As I prepared for the Skype call, balancing the laptop on top of the pile of books on my desk so the webcam was at eye-level, I dimly began to sense the difference between acts of violence that occur worlds away and those that happen close enough that you can feel their breath on the back of your neck. I was reminded of my friends who asked me how I could spend all day writing about horrible things like school shootings. “Someone has to do it,” I would reply jauntily, “if we are ever to understand homicidal adolescent violence.” Or: “There are no cheerful topics in social work.” Or, if a one-liner wouldn’t suffice: “By intellectualizing, I can guard myself from my emotions, a defense mechanism of which Freud approved because it nurtured scientific endeavors.” (In contrast, Freud disapproved of dissociation, which interfered with work of any sort. He labeled it a “primitive defense.”)
Most of the school shootings I had written about occurred in the Pacific North-west or in the rural South. They had taken place in communities that took the bible literally, and were committed by children who were, with a few exceptions, hardscrabble poor and poorly treated. Sandy Hook Elementary School was in gracious Fairfield County where I had lived most of my life. I had friends in Newtown. Once a month the folksinger, Rodger Sprung, would lead a sing-along at the church on the Newtown town green. He had taught me to play the banjo when I was 12. Intellectuals and artists such as James Thurber, Elia Kazan, and Renata Adler had lived there.
I should have made time to connect with my feelings about this tragic act of violence in my backyard but instead I found myself drawn into a gamut of radio and television interviews that went on for a week. Radio France International got my number from the BBC, and passed it along to L’Mouv’s English language service. MSNBC sent a limo to drive me to Weekend with Alex Witt, and Sapna Parikh, ABC’s medical reporter, came to Belfer Hall so their camera man could videotape us walking along a ninth floor corridor, engrossed in conversation. With each interview my prognosis for the human race grew darker. By the end of the week, I was Jeremiah predicting the end of Western Civilization (something I do not believe even on my worst days.)
In the rare moments when I saw my wife, I picked fights about inconsequential matters. I slept badly and lost my appetite. I dreamt that my children were little again, and that I had lost them in a maze at Rye Playland. At work I called one colleague a Luddite because he couldn’t figure out how to print a PDF file. I accused the Dean of being unfamiliar with the Governance regulations. I growled at a student for confusing schizoid with schizotypal.

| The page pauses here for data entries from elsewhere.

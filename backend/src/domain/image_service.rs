//! Image intake: MIME validation and upload through the storage port.
//!
//! Stored object keys follow the original bank layout,
//! `courses/{course}/{section}/{filename}`. Keys are opaque to clients;
//! reads only ever see signed URLs.

use std::sync::Arc;

use crate::domain::error::Error;
use crate::domain::ports::ObjectStorage;
use crate::domain::signing::map_storage_error;

/// MIME types accepted for uploaded images.
pub const ALLOWED_IMAGE_TYPES: [&str; 3] = ["image/png", "image/jpeg", "image/webp"];

/// Destination section within a course's image tree.
#[derive(Debug, Clone, Copy, PartialEq, Eq)]
pub enum ImageSection {
    /// Question statement figures.
    Statements,
    /// Choice figures.
    Choices,
    /// Solution figures.
    Solutions,
}

impl ImageSection {
    /// Parse the query-string representation.
    #[must_use]
    pub fn parse(value: &str) -> Option<Self> {
        match value {
            "statements" => Some(Self::Statements),
            "choices" => Some(Self::Choices),
            "solutions" => Some(Self::Solutions),
            _ => None,
        }
    }

    /// Path segment used in object keys.
    #[must_use]
    pub fn as_str(self) -> &'static str {
        match self {
            Self::Statements => "statements",
            Self::Choices => "choices",
            Self::Solutions => "solutions",
        }
    }
}

/// Uploads images into the configured storage container.
#[derive(Clone)]
pub struct ImageService {
    storage: Arc<dyn ObjectStorage>,
    container: String,
}

impl ImageService {
    /// Create a service uploading into `container`.
    pub fn new(storage: Arc<dyn ObjectStorage>, container: impl Into<String>) -> Self {
        Self {
            storage,
            container: container.into(),
        }
    }

    /// Validate and store one image; returns the opaque object key.
    pub async fn upload_image(
        &self,
        course: &str,
        section: ImageSection,
        filename: &str,
        content_type: &str,
        bytes: Vec<u8>,
    ) -> Result<String, Error> {
        if !ALLOWED_IMAGE_TYPES.contains(&content_type) {
            return Err(Error::content_type(format!(
                "content type '{content_type}' is not allowed; expected one of: {}",
                ALLOWED_IMAGE_TYPES.join(", ")
            )));
        }
        if bytes.is_empty() {
            return Err(Error::invalid_request("image payload is empty"));
        }
        let course = validate_path_segment(course, "course")?;
        let filename = validate_path_segment(filename, "filename")?;

        let destination = format!("courses/{course}/{}/{filename}", section.as_str());

        self.storage
            .upload(&self.container, bytes, &destination, Some(content_type))
            .await
            .map_err(map_storage_error)
    }
}

/// Object keys are built from caller input; reject separators and dot
/// segments so a crafted name cannot escape its course directory.
fn validate_path_segment<'a>(value: &'a str, field: &str) -> Result<&'a str, Error> {
    let trimmed = value.trim();
    if trimmed.is_empty() {
        return Err(Error::invalid_request(format!("{field} must not be empty")));
    }
    if trimmed.contains('/') || trimmed.contains('\\') || trimmed == "." || trimmed == ".." {
        return Err(Error::invalid_request(format!(
            "{field} must not contain path separators"
        )));
    }
    Ok(trimmed)
}

#[cfg(test)]
mod tests {
    //! Regression coverage for this module.

    use rstest::rstest;

    use super::*;
    use crate::domain::error::ErrorCode;
    use crate::domain::ports::MemoryObjectStorage;

    fn service() -> ImageService {
        ImageService::new(Arc::new(MemoryObjectStorage::new()), "exams")
    }

    #[rstest]
    #[tokio::test]
    async fn upload_builds_the_course_scoped_key() {
        let key = service()
            .upload_image(
                "algebra",
                ImageSection::Statements,
                "fig1.webp",
                "image/webp",
                vec![1, 2, 3],
            )
            .await
            .expect("upload succeeds");
        assert_eq!(key, "courses/algebra/statements/fig1.webp");
    }

    #[rstest]
    #[case::gif("image/gif")]
    #[case::svg("image/svg+xml")]
    #[case::pdf("application/pdf")]
    #[tokio::test]
    async fn disallowed_mime_types_are_rejected(#[case] content_type: &str) {
        let err = service()
            .upload_image(
                "algebra",
                ImageSection::Choices,
                "fig.bin",
                content_type,
                vec![1],
            )
            .await
            .expect_err("must fail");
        assert_eq!(err.code(), ErrorCode::ContentTypeError);
    }

    #[rstest]
    #[case::traversal("..")]
    #[case::separator("a/b")]
    #[case::blank("  ")]
    #[tokio::test]
    async fn hostile_course_names_are_rejected(#[case] course: &str) {
        let err = service()
            .upload_image(
                course,
                ImageSection::Solutions,
                "fig.webp",
                "image/webp",
                vec![1],
            )
            .await
            .expect_err("must fail");
        assert_eq!(err.code(), ErrorCode::InvalidRequest);
    }

    #[rstest]
    fn sections_parse_and_print_consistently() {
        for section in [
            ImageSection::Statements,
            ImageSection::Choices,
            ImageSection::Solutions,
        ] {
            assert_eq!(ImageSection::parse(section.as_str()), Some(section));
        }
        assert_eq!(ImageSection::parse("exams"), None);
    }

    #[rstest]
    #[tokio::test]
    async fn empty_payload_is_rejected() {
        let err = service()
            .upload_image(
                "algebra",
                ImageSection::Statements,
                "fig.webp",
                "image/webp",
                Vec::new(),
            )
            .await
            .expect_err("must fail");
        assert_eq!(err.code(), ErrorCode::InvalidRequest);
    }
}
//! Port for area reference lookups.

use async_trait::async_trait;

use crate::domain::question::Area;

use super::macros::define_port_error;

define_port_error! {
    /// Errors raised by area repository adapters.
    pub enum AreaRepositoryError {
        /// Repository connection could not be established.
        Connection { message: String } =>
            "area repository connection failed: {message}",
        /// Query failed during execution.
        Query { message: String } =>
            "area repository query failed: {message}",
    }
}

/// Port for reading area reference data.
#[cfg_attr(test, mockall::automock)]
#[async_trait]
pub trait AreaRepository: Send + Sync {
    /// Load the areas matching `ids`; missing ids are simply absent from the
    /// result (the caller performs the all-or-nothing check).
    async fn find_by_ids(&self, ids: &[i32]) -> Result<Vec<Area>, AreaRepositoryError>;
}

/// Fixture implementation returning a configurable area set.
#[derive(Debug, Default, Clone)]
pub struct FixtureAreaRepository {
    areas: Vec<Area>,
}

impl FixtureAreaRepository {
    /// Fixture pre-loaded with the given areas.
    #[must_use]
    pub fn with_areas(areas: Vec<Area>) -> Self {
        Self { areas }
    }
}

#[async_trait]
impl AreaRepository for FixtureAreaRepository {
    async fn find_by_ids(&self, ids: &[i32]) -> Result<Vec<Area>, AreaRepositoryError> {
        Ok(self
            .areas
            .iter()
            .filter(|area| ids.contains(&area.id))
            .cloned()
            .collect())
    }
}

#[cfg(test)]
mod tests {
    //! Regression coverage for this module.

    use rstest::rstest;

    use super::*;

    fn area(id: i32, code: &str) -> Area {
        Area {
            id,
            code: code.to_owned(),
            name: format!("Area {code}"),
        }
    }

    #[rstest]
    #[tokio::test]
    async fn fixture_filters_to_requested_ids() {
        let repo = FixtureAreaRepository::with_areas(vec![area(1, "A"), area(2, "B")]);
        let found = repo.find_by_ids(&[2, 999]).await.expect("lookup succeeds");
        assert_eq!(found.len(), 1);
        assert_eq!(found.first().map(|a| a.id), Some(2));
    }
}
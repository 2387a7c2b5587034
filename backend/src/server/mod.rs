//! Server construction and dependency wiring.

mod config;

pub use config::ServerConfig;

use std::sync::Arc;

use actix_web::dev::{Server, ServiceFactory, ServiceRequest, ServiceResponse};
use actix_web::{App, HttpServer, web};
use tracing::warn;
#[cfg(debug_assertions)]
use utoipa::OpenApi;
#[cfg(debug_assertions)]
use utoipa_swagger_ui::SwaggerUi;

#[cfg(debug_assertions)]
use qbank::doc::ApiDoc;
use qbank::domain::ports::{
    AreaRepository, CountCache, FixtureAreaRepository, FixtureQuestionRepository,
    FixtureSourceRepository, MemoryObjectStorage, NoOpCountCache, ObjectStorage,
    QuestionRepository, SourceRepository,
};
use qbank::domain::{
    ChoiceSectionService, CitationSectionService, ContentSectionService, ImageReferenceResolver,
    ImageService, QuestionGuard, QuestionService, SolutionSectionService,
};
use qbank::inbound::http::health::{HealthState, live, ready};
use qbank::inbound::http::images::upload_image;
use qbank::inbound::http::questions::{
    create_question, delete_question, get_question, list_questions, update_areas,
    update_difficulty, update_question_type, update_subtopic,
};
use qbank::inbound::http::sections::{
    update_choice, update_question_content, update_question_source, update_solution,
};
use qbank::inbound::http::state::HttpState;
use qbank::outbound::cache::RedisCountCache;
use qbank::outbound::persistence::{
    DbPool, DieselAreaRepository, DieselQuestionRepository, DieselSourceRepository, PoolConfig,
};
use qbank::outbound::storage::ProxySignedStorage;

struct Repositories {
    questions: Arc<dyn QuestionRepository>,
    areas: Arc<dyn AreaRepository>,
    sources: Arc<dyn SourceRepository>,
}

async fn build_cache(config: &ServerConfig) -> std::io::Result<Arc<dyn CountCache>> {
    match &config.redis_url {
        Some(url) => {
            let cache = RedisCountCache::connect(url)
                .await
                .map_err(|err| std::io::Error::other(format!("redis cache setup failed: {err}")))?;
            Ok(Arc::new(cache))
        }
        None => {
            warn!("REDIS_URL unset; pagination totals hit the store on every page");
            Ok(Arc::new(NoOpCountCache))
        }
    }
}

fn build_storage(config: &ServerConfig) -> std::io::Result<Arc<dyn ObjectStorage>> {
    match &config.storage {
        Some(settings) => {
            let storage = ProxySignedStorage::new(settings.clone())
                .map_err(|err| std::io::Error::other(format!("storage client setup failed: {err}")))?;
            Ok(Arc::new(storage))
        }
        None => {
            warn!("storage settings unset; using in-memory object storage (dev only)");
            Ok(Arc::new(MemoryObjectStorage::new()))
        }
    }
}

async fn build_repositories(
    config: &ServerConfig,
    cache: Arc<dyn CountCache>,
) -> std::io::Result<Repositories> {
    match &config.database_url {
        Some(url) => {
            let pool = DbPool::new(PoolConfig::new(url))
                .await
                .map_err(|err| std::io::Error::other(format!("database pool setup failed: {err}")))?;
            Ok(Repositories {
                questions: Arc::new(DieselQuestionRepository::new(pool.clone(), cache)),
                areas: Arc::new(DieselAreaRepository::new(pool.clone())),
                sources: Arc::new(DieselSourceRepository::new(pool)),
            })
        }
        None => {
            warn!("DATABASE_URL unset; using fixture repositories (dev only)");
            Ok(Repositories {
                questions: Arc::new(FixtureQuestionRepository),
                areas: Arc::new(FixtureAreaRepository::default()),
                sources: Arc::new(FixtureSourceRepository::default()),
            })
        }
    }
}

fn build_http_state(config: &ServerConfig, repositories: Repositories, storage: Arc<dyn ObjectStorage>) -> HttpState {
    let Repositories {
        questions,
        areas,
        sources,
    } = repositories;

    let resolver = ImageReferenceResolver::new(storage.clone(), config.container.clone());
    let guard = QuestionGuard::new(questions.clone());

    HttpState {
        questions: QuestionService::new(
            questions.clone(),
            areas,
            sources.clone(),
            resolver.clone(),
        ),
        contents: ContentSectionService::new(questions.clone(), guard.clone(), resolver.clone()),
        choices: ChoiceSectionService::new(questions.clone(), guard.clone(), resolver.clone()),
        solutions: SolutionSectionService::new(questions.clone(), guard.clone(), resolver),
        citations: CitationSectionService::new(questions, sources, guard),
        images: ImageService::new(storage, config.container.clone()),
    }
}

fn build_app(
    health_state: web::Data<HealthState>,
    http_state: web::Data<HttpState>,
) -> App<
    impl ServiceFactory<
        ServiceRequest,
        Config = (),
        Response = ServiceResponse,
        Error = actix_web::Error,
        InitError = (),
    >,
> {
    let api = web::scope("/api/v1")
        .service(create_question)
        .service(list_questions)
        .service(get_question)
        .service(delete_question)
        .service(update_question_type)
        .service(update_subtopic)
        .service(update_difficulty)
        .service(update_areas)
        .service(update_question_content)
        .service(update_choice)
        .service(update_solution)
        .service(update_question_source)
        .service(upload_image);

    let app = App::new()
        .app_data(health_state)
        .app_data(http_state)
        .service(api)
        .service(ready)
        .service(live);

    #[cfg(debug_assertions)]
    let app = app.service(SwaggerUi::new("/docs").url("/api-docs/openapi.json", ApiDoc::openapi()));
    #[cfg(not(debug_assertions))]
    let app = app;

    app
}

/// Construct an Actix HTTP server using the provided health state and
/// configuration.
///
/// # Errors
///
/// Propagates [`std::io::Error`] when a configured dependency cannot be
/// wired or when binding the socket fails.
pub async fn create_server(
    health_state: web::Data<HealthState>,
    config: ServerConfig,
) -> std::io::Result<Server> {
    let cache = build_cache(&config).await?;
    let storage = build_storage(&config)?;
    let repositories = build_repositories(&config, cache).await?;
    let http_state = web::Data::new(build_http_state(&config, repositories, storage));

    let server_health_state = health_state.clone();
    let server = HttpServer::new(move || {
        build_app(server_health_state.clone(), http_state.clone())
    })
    .bind(config.bind_addr)?
    .run();

    health_state.mark_ready();
    Ok(server)
}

Gradually the interview requests dwindled and by Saturday an unearthly quiet had descended on our apartment. No one had visited the church for two days so my wife returned home. We sat together at the breakfast table, sort of shell-shocked, sharing stories, some reassuring, some oddly disturbing, about our experiences of the week. She told me about crowds of disaster tourists cruising the streets of Newtown, and I described Alex Witt’s three hairdressers, who rushed in during commercial breaks to make sure every hair in her elaborate coiffure was properly placed. She called them her “elves.”
My wife’s phone squeaked. Another email. I braced myself. She read it to herself and then she read it aloud. It was from a social service agency that had been overseeing the provision of services to Newtown and it explained, in gentle language, that citizens of Newtown were grateful for the support they had received, but greatest need now was for prayers and the space to grieve.
“Well!” my wife said, putting down the phone. “I guess that’s that.” Then she started to cry and I tried to comfort her.